Re: proxies rewriting URLs from David Robinson on 1996-03-11 (ietf-http-wg@w3.org from January to March 1996)

From: David Robinson <drtr1@cus.cam.ac.uk>
Date: Mon, 11 Mar 96 18:01 GMT
To: fielding@avron.ICS.UCI.EDU, hallam@w3.org
Cc: http-wg%cuckoo.hpl.hp.com@hplb.hpl.hp.com
Message-Id: <m0twBuF-000DJRC@ursa.cus.cam.ac.uk>

>I think that it is a question of what people can encode into URIs. 
>URIs do not specify a canonical form so that there can be several
>URIs which logically mean the same thing.
>
>If we are clear on the "meaning" part then two syntactic variants
>of the same URI should be interchangeable. If something breaks
>because of this problem then it is something which relied upon a
>syntactic variation and was therefore broken.
>...
>I can think of many reasons why
>a proxy might choose to canonicalize URIs internally, cache matches
>for one.
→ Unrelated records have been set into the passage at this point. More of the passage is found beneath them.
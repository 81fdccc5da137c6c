//! Functionality for building challenge scalars with the Fiat-Shamir heuristic.
//!
//! Every proof in a conjunction must be fed into the same [`ChallengeBuilder`], together with
//! the public values the proofs talk about and any context (nonces, identifiers, policies) the
//! proof should be bound to. The prover and the verifier must consume the same items in the same
//! order.

use crate::{common::*, SerializeElement};
use serde::{Deserialize, Serialize};
use sha3::{Digest, Sha3_256};

/// A trait implemented by types which can feed their public components into a
/// [`ChallengeBuilder`].
pub trait ChallengeInput {
    /// Incorporate public components of this type into a [`ChallengeBuilder`].
    fn consume(&self, builder: &mut ChallengeBuilder);
}

impl<'a, T: ChallengeInput> ChallengeInput for &'a T {
    fn consume(&self, builder: &mut ChallengeBuilder) {
        (**self).consume(builder);
    }
}

impl<T: ChallengeInput> ChallengeInput for [T] {
    fn consume(&self, builder: &mut ChallengeBuilder) {
        builder.consume_bytes((self.len() as u64).to_le_bytes());
        for item in self {
            item.consume(builder);
        }
    }
}

impl<T: ChallengeInput> ChallengeInput for Vec<T> {
    fn consume(&self, builder: &mut ChallengeBuilder) {
        self.as_slice().consume(builder);
    }
}

impl ChallengeInput for Scalar {
    fn consume(&self, builder: &mut ChallengeBuilder) {
        builder.consume_bytes(self.to_bytes());
    }
}

impl ChallengeInput for G1Affine {
    fn consume(&self, builder: &mut ChallengeBuilder) {
        builder.consume_bytes(self.to_compressed());
    }
}

impl ChallengeInput for G1Projective {
    fn consume(&self, builder: &mut ChallengeBuilder) {
        builder.consume(&G1Affine::from(self));
    }
}

impl ChallengeInput for G2Affine {
    fn consume(&self, builder: &mut ChallengeBuilder) {
        builder.consume_bytes(self.to_compressed());
    }
}

/// A challenge scalar for use in a Schnorr-style proof.
#[derive(Debug, Clone, Copy, PartialEq, Eq, Serialize, Deserialize)]
pub struct Challenge(#[serde(with = "SerializeElement")] Scalar);

impl Challenge {
    /// Retrieve the internal scalar value.
    pub fn to_scalar(self) -> Scalar {
        self.0
    }

    #[cfg(test)]
    pub(crate) fn from_scalar(scalar: Scalar) -> Self {
        Challenge(scalar)
    }
}

/// Holds state used when building a [`Challenge`] using the Fiat-Shamir heuristic, as in a
/// non-interactive Schnorr proof.
#[derive(Debug)]
#[allow(missing_copy_implementations)]
pub struct ChallengeBuilder {
    hasher: Sha3_256,
}

impl Default for ChallengeBuilder {
    fn default() -> Self {
        Self::new()
    }
}

impl ChallengeBuilder {
    /// Initialize a new, empty challenge.
    pub fn new() -> Self {
        Self {
            hasher: Sha3_256::new(),
        }
    }

    /// Incorporate public data from some given type into the challenge.
    pub fn consume<T: ChallengeInput + ?Sized>(&mut self, object: &T) {
        object.consume(self);
    }

    /// A conveniently chainable variant of [`ChallengeBuilder::consume`].
    pub fn with<T: ChallengeInput + ?Sized>(mut self, object: &T) -> Self {
        object.consume(&mut self);
        self
    }

    /// Incorporate arbitrary bytes into the challenge. The length is hashed first, so adjacent
    /// byte strings cannot be confused with each other.
    pub fn consume_bytes(&mut self, bytes: impl AsRef<[u8]>) {
        let bytes = bytes.as_ref();
        self.hasher.update((bytes.len() as u64).to_le_bytes());
        self.hasher.update(bytes);
    }

    /// A conveniently chainable variant of [`ChallengeBuilder::consume_bytes`].
    pub fn with_bytes(mut self, bytes: impl AsRef<[u8]>) -> Self {
        self.consume_bytes(bytes);
        self
    }

    /// Consume the builder and generate a [`Challenge`] from the accumulated data.
    pub fn finish(self) -> Challenge {
        let digest = self.hasher.finalize();
        let mut limbs = [0u64; 4];
        for (limb, chunk) in limbs.iter_mut().zip(digest.chunks_exact(8)) {
            let mut bytes = [0u8; 8];
            bytes.copy_from_slice(chunk);
            *limb = u64::from_le_bytes(bytes);
        }
        Challenge(Scalar::from_raw(limbs))
    }
}

#[cfg(test)]
mod test {
    use super::*;

    #[test]
    fn challenge_depends_on_every_input() {
        let base = ChallengeBuilder::new()
            .with_bytes(b"context")
            .with(&Scalar::from(5))
            .finish();
        let same = ChallengeBuilder::new()
            .with_bytes(b"context")
            .with(&Scalar::from(5))
            .finish();
        let different = ChallengeBuilder::new()
            .with_bytes(b"context")
            .with(&Scalar::from(6))
            .finish();
        assert_eq!(base, same);
        assert_ne!(base, different);
    }

    #[test]
    fn byte_boundaries_matter() {
        let split = ChallengeBuilder::new()
            .with_bytes(b"ab")
            .with_bytes(b"c")
            .finish();
        let joined = ChallengeBuilder::new().with_bytes(b"abc").finish();
        assert_ne!(split, joined);
    }
}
If one considers the action of a caching proxy I think that
>canonicalization of URIs in passed on requests is likely to be highly
>desirable.
>
>Since Larry reports that there are already proxies doing this sort of 
>transformation I think it best to leave things as they are but include
>a warning to state that problems might occur.

Absolutely!

A proxy that did not return the cached document http://foo/%7Euser
in response to a requset for http://foo/~user is not behaving efficiently.
So proxies need to canonicalise the URL for the cache key.
Hence it would be confusing if the proxy did not use this canonicalised URL
in requests it issued.

This is why the proxy in Apache 1.1 beta does a lot of URL rewriting;
not only %xx <-> char as appropiate, but also
http://foo  -> http://foo/
and (perhaps dubiously) http://foo/bar? -> http://foo/bar

 David Robinson.

Received on Monday, 11 March 1996 10:05:00 UTC